Technical Best Practices for Container Log Processing

By Bruce Wu

Background

Docker, Inc. (formerly known as dotCloud, Inc) released Docker as an open source project in 2013. Then, container products represented by Docker quickly became popular around the world due to multiple features, such as their good isolation performance, high portability, low resource consumption, and rapid startup. The following figure shows the search trends for Docker and OpenStack starting from 2013.

The container technology brings about many conveniences, such as application deployment and delivery. It also brings about many challenges for log processing, such as:

If you store logs inside containers, logs are gone when containers are removed. The lifecycle of containers is much shorter than that of virtual machines, because containers are frequently created and removed. Therefore, you need to find a way to store logs persistently.
After entering the container era, you have more objects to manage than virtual machines and physical machines. Troubleshooting problems by logging on to the target containers will complicate the problems and increase the cost.
The container technology allows you to implement microservices easier. It brings about more components when it decouples the system. You need a technology to help you comprehensively understand the running status of the system, quickly locate the problem, and accurately restore the context.

Log Processing

This article describes some common methods and best practices for container log processing by taking Docker as an example. Concluded by the Alibaba Cloud Log Service team through hard work in the log processing field for many years, these methods and practices are:

Real-time collection of container logs
Query analysis and visualization
Context analysis of logs
LiveTail - tail-f on the cloud

Real-time Collection of Container Logs

Container Log Types

To collect logs, you must first figure out where the logs are stored. This article shows you how to collect NGINX and Tomcat container logs.

Log files generated by NGINX are access.log and error.log. NGINX Dockerfile respectively redirect access.log and error.log to STDOUT and STDERR.

Tomcat generates multiple log files, including catalina.log, access.log, manager.log, and host-manager.log. tomcat Dockerfile does not redirect these logs to the standard output. Instead, they are stored inside the containers.
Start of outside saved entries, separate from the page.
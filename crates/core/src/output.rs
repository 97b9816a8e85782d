//! File writers for the two generator products: the geometry document and
//! the module-to-FEB channel table.

use std::fs::File;
use std::io::{BufWriter, Write};
use std::path::Path;

use thiserror::Error;

use crate::gdml::Document;
use crate::model::{FebAssignment, FebMap};

#[derive(Debug, Error)]
pub enum OutputError {
    #[error("i/o error: {0}")]
    Io(#[from] std::io::Error),
    #[error("csv error: {0}")]
    Csv(#[from] csv::Error),
}

/// Write the geometry document as pretty-printed XML.
pub fn write_gdml(doc: &Document, path: impl AsRef<Path>) -> Result<(), OutputError> {
    let mut out = BufWriter::new(File::create(path)?);
    out.write_all(doc.to_xml().as_bytes())?;
    out.flush()?;
    Ok(())
}

/// Write the FEB channel map as CSV, one row per module in creation order.
///
/// Single-ended modules produce `mod,feb,pos`; dual-ended modules produce
/// `mod,feb1,pos1,feb2,pos2`. Rows deliberately vary in width, so the writer
/// runs in flexible mode.
pub fn write_feb_map(map: &FebMap, path: impl AsRef<Path>) -> Result<(), OutputError> {
    let mut writer = csv::WriterBuilder::new().flexible(true).from_path(path)?;
    for (mod_id, assignment) in map.iter() {
        match assignment {
            FebAssignment::Single(ch) => {
                writer.write_record([
                    mod_id.to_string(),
                    ch.feb.to_string(),
                    ch.pos.to_string(),
                ])?;
            }
            FebAssignment::Dual(a, b) => {
                writer.write_record([
                    mod_id.to_string(),
                    a.feb.to_string(),
                    a.pos.to_string(),
                    b.feb.to_string(),
                    b.pos.to_string(),
                ])?;
            }
        }
    }
    writer.flush()?;
    Ok(())
}

#[cfg(test)]
mod tests {
    use super::*;
    use crate::model::{FebChannel, FebMap};

    #[test]
    fn feb_map_rows_match_assignment_arity() {
        let mut map = FebMap::new();
        map.insert(0, FebAssignment::Dual(FebChannel::new(1, 1), FebChannel::new(2, 1)));
        map.insert(1, FebAssignment::Single(FebChannel::new(3, 2)));

        let dir = tempfile::tempdir().unwrap();
        let path = dir.path().join("feb_map.txt");
        write_feb_map(&map, &path).unwrap();

        let text = std::fs::read_to_string(&path).unwrap();
        let lines: Vec<&str> = text.lines().collect();
        assert_eq!(lines, vec!["0,1,1,2,1", "1,3,2"]);
    }
}
//! Shared application state.
//!
//! Built once from [`ServerConfig`]. Nothing here holds a live provider
//! connection: every chat request asks the [`ProviderFactory`] for a fresh
//! backend and gets its own [`ChatOrchestrator`].

use crate::bot::{BotCheck, UserAgentDenylist};
use crate::config::{ProviderEndpoint, ServerConfig};
use crate::error::StartupError;
use crate::tools::application_tools;
use atelier_ai::{
    ApiFlavor, ChatOrchestrator, GatewayCatalog, LlmBackend, ModelRegistry,
    OpenAiCompatibleBackend, RunSettings,
};
use atelier_conversation::ToolRegistry;
use rootcause::Report;
use std::sync::Arc;
use std::time::Duration;

const DEFAULT_SYSTEM_PROMPT: &str = include_str!("prompt.md");

/// Source of inference backends.
pub trait ProviderFactory: Send + Sync {
    /// Whether a credential for the upstream is configured.
    fn credential_configured(&self) -> bool;

    /// Creates a backend for one request.
    fn backend(&self) -> Arc<dyn LlmBackend>;
}

/// Provider built from the server configuration.
#[derive(Debug, Clone)]
pub struct ConfiguredProvider {
    client: reqwest::Client,
    base_url: String,
    api_key: Option<String>,
    flavor: ApiFlavor,
    timeout: Duration,
}

impl ConfiguredProvider {
    /// Creates a provider for the configured endpoint.
    #[must_use]
    pub fn new(client: reqwest::Client, endpoint: &ProviderEndpoint, timeout: Duration) -> Self {
        let (base_url, api_key, flavor) = match endpoint {
            ProviderEndpoint::Direct { base_url, api_key } => {
                (base_url.clone(), api_key.clone(), ApiFlavor::Direct)
            }
            ProviderEndpoint::Gateway { base_url, api_key } => {
                (base_url.clone(), api_key.clone(), ApiFlavor::Gateway)
            }
        };
        Self {
            client,
            base_url,
            api_key,
            flavor,
            timeout,
        }
    }
}

impl ProviderFactory for ConfiguredProvider {
    fn credential_configured(&self) -> bool {
        self.api_key.is_some()
    }

    fn backend(&self) -> Arc<dyn LlmBackend> {
        Arc::new(
            OpenAiCompatibleBackend::new(
                self.client.clone(),
                self.base_url.clone(),
                self.api_key.clone().unwrap_or_default(),
                self.flavor,
            )
            .with_timeout(self.timeout),
        )
    }
}

/// Chat settings shared by every run.
#[derive(Debug, Clone)]
pub struct ChatSettings {
    pub system_prompt: String,
    pub max_steps: u32,
    pub stream_buffer: usize,
}

/// Application state shared by all handlers.
pub struct AppState {
    pub registry: ModelRegistry,
    pub provider: Arc<dyn ProviderFactory>,
    pub tools: Arc<ToolRegistry>,
    pub bot_check: Arc<dyn BotCheck>,
    pub chat: ChatSettings,
}

impl AppState {
    /// Builds the state from configuration.
    ///
    /// # Errors
    ///
    /// Returns an error if the HTTP client cannot be built or the system
    /// prompt override cannot be read.
    pub fn from_config(config: &ServerConfig) -> Result<Self, Report<StartupError>> {
        let client = reqwest::Client::builder()
            .user_agent(concat!("atelier/", env!("CARGO_PKG_VERSION")))
            .build()
            .map_err(|e| StartupError::HttpClient {
                reason: e.to_string(),
            })?;

        let endpoint = config.provider_endpoint();
        let registry = match &endpoint {
            ProviderEndpoint::Gateway { base_url, api_key } => {
                tracing::info!(%base_url, "using AI gateway with live model catalog");
                ModelRegistry::with_catalog(Arc::new(
                    GatewayCatalog::new(client.clone(), base_url.clone())
                        .with_api_key(api_key.clone())
                        .with_timeout(Duration::from_secs(config.catalog.timeout_secs)),
                ))
            }
            ProviderEndpoint::Direct { base_url, .. } => {
                tracing::info!(%base_url, "using OpenAI directly with built-in model list");
                ModelRegistry::fixed()
            }
        };
        let provider = ConfiguredProvider::new(
            client.clone(),
            &endpoint,
            Duration::from_secs(config.chat.request_timeout_secs),
        );
        if !provider.credential_configured() {
            tracing::warn!("no model credential configured; chat requests will be rejected");
        }

        let system_prompt = match &config.chat.system_prompt_path {
            Some(path) => {
                std::fs::read_to_string(path).map_err(|e| StartupError::PromptUnreadable {
                    path: path.clone(),
                    reason: e.to_string(),
                })?
            }
            None => DEFAULT_SYSTEM_PROMPT.to_string(),
        };

        Ok(Self {
            registry,
            provider: Arc::new(provider),
            tools: Arc::new(application_tools(
                client,
                config.resources.inventory_url.clone(),
            )),
            bot_check: Arc::new(UserAgentDenylist::new(config.bot_check.patterns())),
            chat: ChatSettings {
                system_prompt,
                max_steps: config.chat.max_steps,
                stream_buffer: config.chat.stream_buffer,
            },
        })
    }

    /// Creates the orchestrator for one chat request.
    #[must_use]
    pub fn orchestrator(&self) -> ChatOrchestrator {
        let settings = RunSettings {
            credential_configured: self.provider.credential_configured(),
            system_prompt: self.chat.system_prompt.clone(),
            max_steps: self.chat.max_steps,
            stream_buffer: self.chat.stream_buffer,
        };
        ChatOrchestrator::new(self.provider.backend(), Arc::clone(&self.tools), settings)
    }
}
Most container logs are similar to NGINX and Tomcat container logs. We can categorize container logs into two types:

Container log types	Description
Standard output	Information output through STDOUT and STDERR, including text files redirected to the standard output.
Text log	Logs that are stored inside the containers and are not redirected to the standard output.

Standard Output

Logging Drivers

Standard output of containers is subject to unified processing of the logging driver. As shown in the following figure, different logging drivers write the standard output to different destinations.

The advantage of collecting the standard output of container logs is that it is easy to use.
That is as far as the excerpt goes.